◆ What you have to do ◆
Look through the entries below. Report each line that has the word "before" in it.

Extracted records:
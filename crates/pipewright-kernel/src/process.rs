//! Process handles: one spawned child, its three scoped streams, and its exit.
//!
//! Each child is owned by a reaper task that waits for it to exit and
//! publishes the status exactly once. Closing a handle while the child is
//! still running asks the reaper to terminate it: SIGTERM first, SIGKILL
//! after the configured grace period. Children are spawned with
//! `kill_on_drop`, so a reaper dropped by a shutting-down runtime still
//! takes its child down with it.

use std::fmt;
use std::io;
use std::process::Stdio;
use std::sync::atomic::{AtomicBool, Ordering};
use std::sync::{Arc, Weak};
use std::time::Duration;

use tokio::process::{Child, Command};
use tokio::sync::watch;
use tokio_util::sync::CancellationToken;

use pipewright_types::{ExitStatus, PipelineError, ProcessSpec, Program, Result};

use crate::group::{GroupId, GroupShared};
use crate::handle::{ScopedReader, ScopedWriter};

/// How one standard stream of a child is wired.
#[derive(Debug, Clone, Copy, Default, PartialEq, Eq)]
pub enum StdioMode {
    /// Captured behind a scoped handle.
    #[default]
    Piped,
    /// Shared with the host process.
    Inherit,
    /// Connected to /dev/null.
    Null,
}

impl StdioMode {
    fn to_stdio(self) -> Stdio {
        match self {
            StdioMode::Piped => Stdio::piped(),
            StdioMode::Inherit => Stdio::inherit(),
            StdioMode::Null => Stdio::null(),
        }
    }
}

/// Wiring for all three standard streams.
#[derive(Debug, Clone, Copy, Default, PartialEq, Eq)]
pub struct StdioConfig {
    pub stdin: StdioMode,
    pub stdout: StdioMode,
    pub stderr: StdioMode,
}

impl StdioConfig {
    /// Everything piped.
    pub fn piped() -> Self {
        Self::default()
    }
}

/// Lifecycle state of a process, for listing.
#[derive(Debug, Clone, Copy, PartialEq, Eq, serde::Serialize)]
#[serde(rename_all = "snake_case", tag = "state")]
pub enum ProcessState {
    /// Child is still running.
    Running,
    /// Child exited (handle may still be open).
    Exited { status: ExitStatus },
    /// Handle was closed before the child's exit was observed.
    Closed,
}

impl fmt::Display for ProcessState {
    fn fmt(&self, f: &mut fmt::Formatter<'_>) -> fmt::Result {
        match self {
            ProcessState::Running => write!(f, "Running"),
            ProcessState::Exited { status } => write!(f, "Exited ({})", status),
            ProcessState::Closed => write!(f, "Closed"),
        }
    }
}

/// Information about a process for listing.
#[derive(Debug, Clone, serde::Serialize)]
pub struct ProcessInfo {
    /// OS process id.
    pub pid: u32,
    /// Command vector.
    pub command: Vec<String>,
    /// Current state.
    pub state: ProcessState,
}

/// A spawned child process.
pub struct ProcessHandle {
    pid: u32,
    group_id: GroupId,
    command: Vec<String>,
    stdin: Arc<ScopedWriter>,
    stdout: Arc<ScopedReader>,
    stderr: Arc<ScopedReader>,
    status: watch::Receiver<Option<ExitStatus>>,
    terminate: CancellationToken,
    closed: AtomicBool,
    group: Weak<GroupShared>,
}

impl ProcessHandle {
    /// Spawn `spec` and start its reaper. Does not wait for the child.
    pub(crate) fn spawn(
        spec: &ProcessSpec,
        stdio: StdioConfig,
        group_id: GroupId,
        group: Weak<GroupShared>,
        kill_grace: Duration,
    ) -> Result<Arc<Self>> {
        let command = spec.argv();

        let mut cmd = match &spec.program {
            Program::Name(name) => Command::new(name),
            Program::Path(path) => Command::new(path),
        };
        cmd.args(&spec.args);
        if let Some(dir) = &spec.cwd {
            cmd.current_dir(dir);
        }
        cmd.envs(&spec.env);
        cmd.stdin(stdio.stdin.to_stdio());
        cmd.stdout(stdio.stdout.to_stdio());
        cmd.stderr(stdio.stderr.to_stdio());
        cmd.kill_on_drop(true);

        let mut child = cmd.spawn().map_err(|e| PipelineError::Spawn {
            command: command.clone(),
            source: Arc::new(e),
        })?;

        let Some(pid) = child.id() else {
            return Err(PipelineError::Spawn {
                command,
                source: Arc::new(io::Error::other("child exited before its pid was read")),
            });
        };

        let stdin = match child.stdin.take() {
            Some(s) => ScopedWriter::new(format!("{pid}:stdin"), s),
            None => ScopedWriter::detached(format!("{pid}:stdin")),
        };
        let stdout = match child.stdout.take() {
            Some(s) => ScopedReader::new(format!("{pid}:stdout"), s),
            None => ScopedReader::detached(format!("{pid}:stdout")),
        };
        let stderr = match child.stderr.take() {
            Some(s) => ScopedReader::new(format!("{pid}:stderr"), s),
            None => ScopedReader::detached(format!("{pid}:stderr")),
        };

        let (status_tx, status_rx) = watch::channel(None);
        let terminate = CancellationToken::new();
        tokio::spawn(reap(child, pid, status_tx, terminate.clone(), kill_grace));

        Ok(Arc::new(Self {
            pid,
            group_id,
            command,
            stdin: Arc::new(stdin),
            stdout: Arc::new(stdout),
            stderr: Arc::new(stderr),
            status: status_rx,
            terminate,
            closed: AtomicBool::new(false),
            group,
        }))
    }

    /// OS process id.
    pub fn pid(&self) -> u32 {
        self.pid
    }

    /// Group this process belongs to.
    pub fn group_id(&self) -> GroupId {
        self.group_id
    }

    /// Command vector the process was spawned with.
    pub fn command(&self) -> &[String] {
        &self.command
    }

    /// Child stdin.
    pub fn stdin(&self) -> &Arc<ScopedWriter> {
        &self.stdin
    }

    /// Child stdout.
    pub fn stdout(&self) -> &Arc<ScopedReader> {
        &self.stdout
    }

    /// Child stderr.
    pub fn stderr(&self) -> &Arc<ScopedReader> {
        &self.stderr
    }

    /// Wait for the child to exit.
    ///
    /// Resolves with the same status on every call.
    pub async fn wait(&self) -> Result<ExitStatus> {
        let mut rx = self.status.clone();
        match rx.wait_for(Option::is_some).await {
            Ok(status) => (*status).ok_or(PipelineError::Closed),
            // Reaper was dropped without publishing (runtime shutting down).
            Err(_) => Err(PipelineError::Closed),
        }
    }

    /// Exit status if the child has already exited.
    pub fn try_status(&self) -> Option<ExitStatus> {
        *self.status.borrow()
    }

    /// True until the child's exit has been observed.
    pub fn is_running(&self) -> bool {
        self.try_status().is_none()
    }

    /// True once `close()` has run.
    pub fn is_closed(&self) -> bool {
        self.closed.load(Ordering::Acquire)
    }

    /// Snapshot for listing.
    pub fn info(&self) -> ProcessInfo {
        let state = match (self.try_status(), self.is_closed()) {
            (Some(status), _) => ProcessState::Exited { status },
            (None, true) => ProcessState::Closed,
            (None, false) => ProcessState::Running,
        };
        ProcessInfo {
            pid: self.pid,
            command: self.command.clone(),
            state,
        }
    }

    /// Close all three streams and terminate the child if it is still running.
    ///
    /// Idempotent and synchronous; safe from Drop and error paths.
    pub fn close(&self) {
        if self.closed.swap(true, Ordering::AcqRel) {
            return;
        }
        self.stdin.close();
        self.stdout.close();
        self.stderr.close();
        if self.is_running() {
            self.terminate.cancel();
        }
        if let Some(group) = self.group.upgrade() {
            group.forget(self);
        }
        tracing::debug!(pid = self.pid, group = %self.group_id, "process handle closed");
    }

    /// Send a signal to the child.
    #[cfg(unix)]
    pub fn kill(&self, signal: nix::sys::signal::Signal) -> Result<()> {
        if !self.is_running() {
            return Ok(());
        }
        let pid = nix::unistd::Pid::from_raw(self.pid as i32);
        match nix::sys::signal::kill(pid, signal) {
            Ok(()) | Err(nix::errno::Errno::ESRCH) => Ok(()),
            Err(e) => Err(PipelineError::from(io::Error::from(e))),
        }
    }
}

impl Drop for ProcessHandle {
    fn drop(&mut self) {
        self.close();
    }
}

impl fmt::Debug for ProcessHandle {
    fn fmt(&self, f: &mut fmt::Formatter<'_>) -> fmt::Result {
        f.debug_struct("ProcessHandle")
            .field("pid", &self.pid)
            .field("command", &self.command)
            .field("closed", &self.is_closed())
            .finish()
    }
}

/// Own the child until it exits; publish its status once.
async fn reap(
    mut child: Child,
    pid: u32,
    status_tx: watch::Sender<Option<ExitStatus>>,
    terminate: CancellationToken,
    kill_grace: Duration,
) {
    let exited = tokio::select! {
        res = child.wait() => Some(res),
        _ = terminate.cancelled() => None,
    };
    let result = match exited {
        Some(res) => res,
        None => terminate_child(&mut child, pid, kill_grace).await,
    };

    let status = match result {
        Ok(status) => ExitStatus::from(status),
        Err(e) => {
            tracing::warn!(pid, error = %e, "failed to wait for child");
            ExitStatus::from_code(-1)
        }
    };
    tracing::debug!(pid, %status, "process exited");
    status_tx.send_replace(Some(status));
}

async fn terminate_child(child: &mut Child, pid: u32, grace: Duration) -> io::Result<std::process::ExitStatus> {
    #[cfg(unix)]
    {
        use nix::sys::signal::{kill, Signal};
        use nix::unistd::Pid;

        match kill(Pid::from_raw(pid as i32), Signal::SIGTERM) {
            Ok(()) | Err(nix::errno::Errno::ESRCH) => {}
            Err(e) => tracing::warn!(pid, error = %e, "failed to send SIGTERM"),
        }
        if let Ok(res) = tokio::time::timeout(grace, child.wait()).await {
            return res;
        }
        tracing::debug!(pid, "grace period elapsed, sending SIGKILL");
    }
    #[cfg(not(unix))]
    let _ = (pid, grace);

    if let Err(e) = child.start_kill() {
        tracing::warn!(pid, error = %e, "failed to kill child");
    }
    child.wait().await
}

◆ Completed exercise ◆
    /// Handle was closed before the child's exit was observed.
                source: Arc::new(io::Error::other("child exited before its pid was read")),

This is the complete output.